Seu estômago roncou obscenamente alto e o tirou de seus devaneios. Depois de fazer sua higiene matinal, ele cuidadosamente abriu uma porta e saiu do quarto. O corredor em que se encontrava era tão deprimente e escuro quanto seu quarto. O quarto em que estava era o último de um longo corredor, então ele disparou na única direção oposta.

Ele deixou seus olhos olharem ao seu redor. As paredes eram pintadas de preto com pedaços de tinta descascando em muitos pontos e o carpete soltava continuamente pequenas nuvens de poeira quando seus pés pousavam nele.

Quadros estavam pendurados nas paredes, cada um com o rosto de um homem ou de uma mulher com olhos implacáveis, narizes pequenos e lábios finos delineados em um sorriso altivo disfarçado de carranca. Todos estavam olhando para ele com escárnio. Não estavam se movendo ou falando como ele tinha visto nos retratos de Hogwarts, mas parecia que o julgavam com aqueles olhos cinzentos e frios.

Sirius tinha exatamente a mesma tonalidade, só que nunca pareceu tão nítido e calculista. Os quadros se estendiam por quilômetros e quilômetros, e era apenas através das roupas e do cabelo que Harry às vezes conseguia distingui-los. Séculos de endogamia fizeram com que dificilmente houvesse grandes mudanças na aparência de uma dúzia de gerações de Blacks. Marcas de queimadura em vários ancestrais fizeram Harry parar em várias ocasiões e lhe deram a sensação de que, se andasse mais até os tempos atuais, ele poderia encontrar um rosto queimado cercado por um chumaço de cabelos pretos desgrenhados usando vestes da Gryffindor.

Harry parou de andar assim que alcançou as escadas. O tilintar das panelas da cozinha e o cheiro de pão torrado subindo as escadas o levaram de volta à realidade.

Ele deu seus passos com cuidado e se permitiu ser guiado pelos rangidos da madeira centenária. Estava na metade de um segundo lance de escadas quando por acaso ergueu os olhos. A cabeça enrugada e decapitada montada na parede acima de uma placa de bronze foi o suficiente para fazê-lo perder o equilíbrio no degrau seguinte e cair nos poucos restantes.

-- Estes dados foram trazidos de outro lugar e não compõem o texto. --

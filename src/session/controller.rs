use std::sync::{Arc, Mutex, MutexGuard, Weak};

use async_trait::async_trait;
use tracing::{debug, info, warn};

use super::preferences::Preferences;
use super::state::{Session, SessionStatus};
use crate::config::{IdentityEndpoints, PreferencesConfig};
use crate::errors::{ErrorPayload, SessionError, TransportError};
use crate::guard::SessionAuthority;
use crate::models::{Credentials, Registration, TokenGrant, UserProfile};
use crate::store::TokenStore;
use crate::transport::{ApiRequest, AuthenticatedTransport, SessionExpiry};

pub const LOGIN_FAILED: &str = "Login failed, please check your username and password";
pub const NO_RESPONSE: &str = "No response from server, please check your network connection";

#[derive(Debug, Default)]
struct Inner {
    session: Session,
    pending: usize,
}

/// Owns the in-memory session and every transition of it.
pub struct SessionController {
    transport: Arc<AuthenticatedTransport>,
    tokens: Arc<TokenStore>,
    endpoints: IdentityEndpoints,
    preferences: Option<Preferences>,
    inner: Mutex<Inner>,
}

/// Keeps `loading` set while at least one network operation runs.
struct Loading<'a> {
    controller: &'a SessionController,
}

impl Drop for Loading<'_> {
    fn drop(&mut self) {
        let mut inner = self.controller.inner();
        inner.pending = inner.pending.saturating_sub(1);
        inner.session.loading = inner.pending > 0;
    }
}

impl SessionController {
    pub fn new(
        transport: Arc<AuthenticatedTransport>,
        endpoints: IdentityEndpoints,
        prefs_config: &PreferencesConfig,
    ) -> Self {
        let tokens = transport.tokens().clone();
        let preferences = prefs_config
            .enabled
            .then(|| Preferences::new(transport.clone(), &endpoints, prefs_config));
        // Start from whatever a previous run left behind, like a reopened tab.
        let session = Session {
            token: tokens.read(),
            ..Session::default()
        };
        Self {
            transport,
            tokens,
            endpoints,
            preferences,
            inner: Mutex::new(Inner {
                session,
                pending: 0,
            }),
        }
    }

    fn inner(&self) -> MutexGuard<'_, Inner> {
        match self.inner.lock() {
            Ok(guard) => guard,
            Err(poisoned) => poisoned.into_inner(),
        }
    }

    fn begin_loading(&self) -> Loading<'_> {
        let mut inner = self.inner();
        inner.pending += 1;
        inner.session.loading = true;
        Loading { controller: self }
    }

    fn update(&self, f: impl FnOnce(&mut Session)) {
        f(&mut self.inner().session);
    }

    fn fail(&self, message: String) {
        warn!(
            event_name = "session.error",
            event_domain = "session",
            reason = message.as_str(),
            "session operation failed"
        );
        self.update(|s| {
            s.status = SessionStatus::Error;
            s.error = Some(message);
        });
    }

    pub fn snapshot(&self) -> Session {
        self.inner().session.clone()
    }

    pub fn is_authenticated(&self) -> bool {
        self.inner().session.is_authenticated()
    }

    pub fn username(&self) -> String {
        self.inner().session.display_name().to_string()
    }

    pub fn error(&self) -> Option<String> {
        self.inner().session.error.clone()
    }

    pub fn preferences(&self) -> Option<&Preferences> {
        self.preferences.as_ref()
    }

    pub fn tokens(&self) -> &Arc<TokenStore> {
        &self.tokens
    }

    /// Have the transport reset this session whenever a 401 wipes the
    /// stored token.
    pub fn watch_expiry(self: &Arc<Self>) {
        let handler: Weak<dyn SessionExpiry> = Arc::downgrade(self) as Weak<SessionController>;
        self.transport.set_expiry_handler(handler);
    }

    /// Exchange credentials for a token. Failures end up in `error()`.
    pub async fn login(&self, credentials: &Credentials, remember: bool) -> bool {
        let _loading = self.begin_loading();
        self.update(|s| {
            s.status = SessionStatus::Authenticating;
            s.error = None;
        });
        info!(
            event_name = "session.login.started",
            event_domain = "session",
            username = credentials.username.as_str(),
            remember,
            "logging in"
        );

        let outcome = match self.authenticate(credentials, remember).await {
            Ok(()) => {
                if let Some(prefs) = &self.preferences {
                    prefs.refresh_personalities().await;
                }
                self.still_authenticated()
            }
            Err(e) => Err(e),
        };
        match outcome {
            Ok(()) => {
                info!(
                    event_name = "session.login.succeeded",
                    event_domain = "session",
                    username = credentials.username.as_str(),
                    "logged in"
                );
                true
            }
            Err(e) => {
                let message = login_failure_message(&e);
                self.tokens.clear();
                self.update(|s| {
                    s.token = None;
                    s.user = None;
                });
                self.fail(message);
                false
            }
        }
    }

    async fn authenticate(
        &self,
        credentials: &Credentials,
        remember: bool,
    ) -> Result<(), TransportError> {
        let grant: TokenGrant = self
            .transport
            .post_form(&self.endpoints.login, &credentials.form_fields())
            .await?;
        self.tokens.write(&grant.access_token, remember);
        self.update(|s| s.token = Some(grant.access_token));

        match self.fetch_user_info().await {
            Ok(Some(_)) => Ok(()),
            Ok(None) => Err(TransportError::Unauthorized(ErrorPayload::default())),
            Err(SessionError::ProfileFetch(e)) | Err(SessionError::Transport(e)) => Err(e),
        }
    }

    /// A 401 on any follow-up request may have ended the session meanwhile.
    fn still_authenticated(&self) -> Result<(), TransportError> {
        if self.is_authenticated() {
            Ok(())
        } else {
            Err(TransportError::Unauthorized(ErrorPayload::default()))
        }
    }

    /// Create an account, then log straight into it with `remember` set.
    pub async fn register(&self, registration: &Registration) -> bool {
        let _loading = self.begin_loading();
        self.update(|s| s.error = None);
        info!(
            event_name = "session.register.started",
            event_domain = "session",
            username = registration.username.as_str(),
            "registering"
        );

        let request = match ApiRequest::post(&self.endpoints.register).json(registration) {
            Ok(request) => request,
            Err(e) => {
                self.fail(registration_failure_message(&e));
                return false;
            }
        };
        match self.transport.send(request).await {
            Ok(_) => {
                info!(
                    event_name = "session.register.succeeded",
                    event_domain = "session",
                    username = registration.username.as_str(),
                    "account created"
                );
                self.login(&registration.credentials(), true).await
            }
            Err(e) => {
                self.fail(registration_failure_message(&e));
                false
            }
        }
    }

    /// Load the profile for the in-memory token. Any failure logs out.
    pub async fn fetch_user_info(&self) -> Result<Option<UserProfile>, SessionError> {
        if self.inner().session.token.is_none() {
            return Ok(None);
        }

        let _loading = self.begin_loading();
        match self
            .transport
            .get_json::<UserProfile>(&self.endpoints.profile)
            .await
        {
            Ok(profile) => {
                self.update(|s| {
                    s.user = Some(profile.clone());
                    s.status = SessionStatus::Authenticated;
                    s.error = None;
                });
                debug!(username = profile.username().unwrap_or_default(), "profile loaded");
                if let Some(prefs) = &self.preferences {
                    prefs.load_settings().await;
                }
                Ok(self.is_authenticated().then_some(profile))
            }
            Err(e) => {
                warn!(
                    event_name = "session.profile.failed",
                    event_domain = "session",
                    error = %e,
                    "failed to load profile, logging out"
                );
                self.logout();
                Err(SessionError::ProfileFetch(e))
            }
        }
    }

    /// Rebuild the session from storage and validate it with the server.
    pub async fn check_auth(&self) -> Option<UserProfile> {
        self.tokens.reconcile();
        match self.tokens.read() {
            Some(token) => {
                debug!("stored token found, validating");
                self.update(|s| s.token = Some(token));
                match self.fetch_user_info().await {
                    Ok(Some(profile)) => {
                        if let Some(prefs) = &self.preferences {
                            prefs.refresh_personalities().await;
                        }
                        self.is_authenticated().then_some(profile)
                    }
                    Ok(None) => None,
                    // fetch_user_info has already logged out.
                    Err(e) => {
                        debug!(error = %e, "stored token rejected");
                        None
                    }
                }
            }
            None => {
                if self.inner().session.token.is_some() {
                    warn!(
                        event_name = "session.token.orphaned",
                        event_domain = "session",
                        "in-memory token has no stored counterpart, logging out"
                    );
                    self.logout();
                }
                None
            }
        }
    }

    /// Forget the user and every stored token. The personality choice stays.
    pub fn logout(&self) {
        self.end_session();
        self.tokens.clear();
        info!(
            event_name = "session.logout",
            event_domain = "session",
            "logged out"
        );
    }

    /// Drop in-memory session state. Storage is left to the caller.
    fn end_session(&self) {
        self.update(Session::reset);
        if let Some(prefs) = &self.preferences {
            prefs.forget_personalities();
        }
    }
}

— Merdamerdamerdamerda — ele gemeu.

Harry agarrou suas costelas onde tinha recebido o pior da queda e praticou a respiração pelo nariz em respirações rasas. Ele ouviu passos vindo em sua direção e estava sentado contra a parede quando Remus e Sirius viraram a esquina.

— Que dia... — um grito ensurdecedor e de gelar o sangue estilhaçou o ar.

Havia uma cortina de veludo roída por traças em um lado no corredor que parecia estar tremendo e chacoalhando, como se algo estivesse tentando forçar seu caminho para fora. As cortinas foram abertas por uma força invisível e, à primeira vista, Harry pensou que eles estavam cobrindo uma janela — uma janela através da qual ele podia ver uma velha feia com um chapéu preto e vestido gritando e berrando como se fosse a única coisa que ela soubesse fazer. Mas não era uma janela — era um quadro mágico em tamanho real (perturbadoramente realista) e era definitivamente a pintura mais horrenda que Harry já vira.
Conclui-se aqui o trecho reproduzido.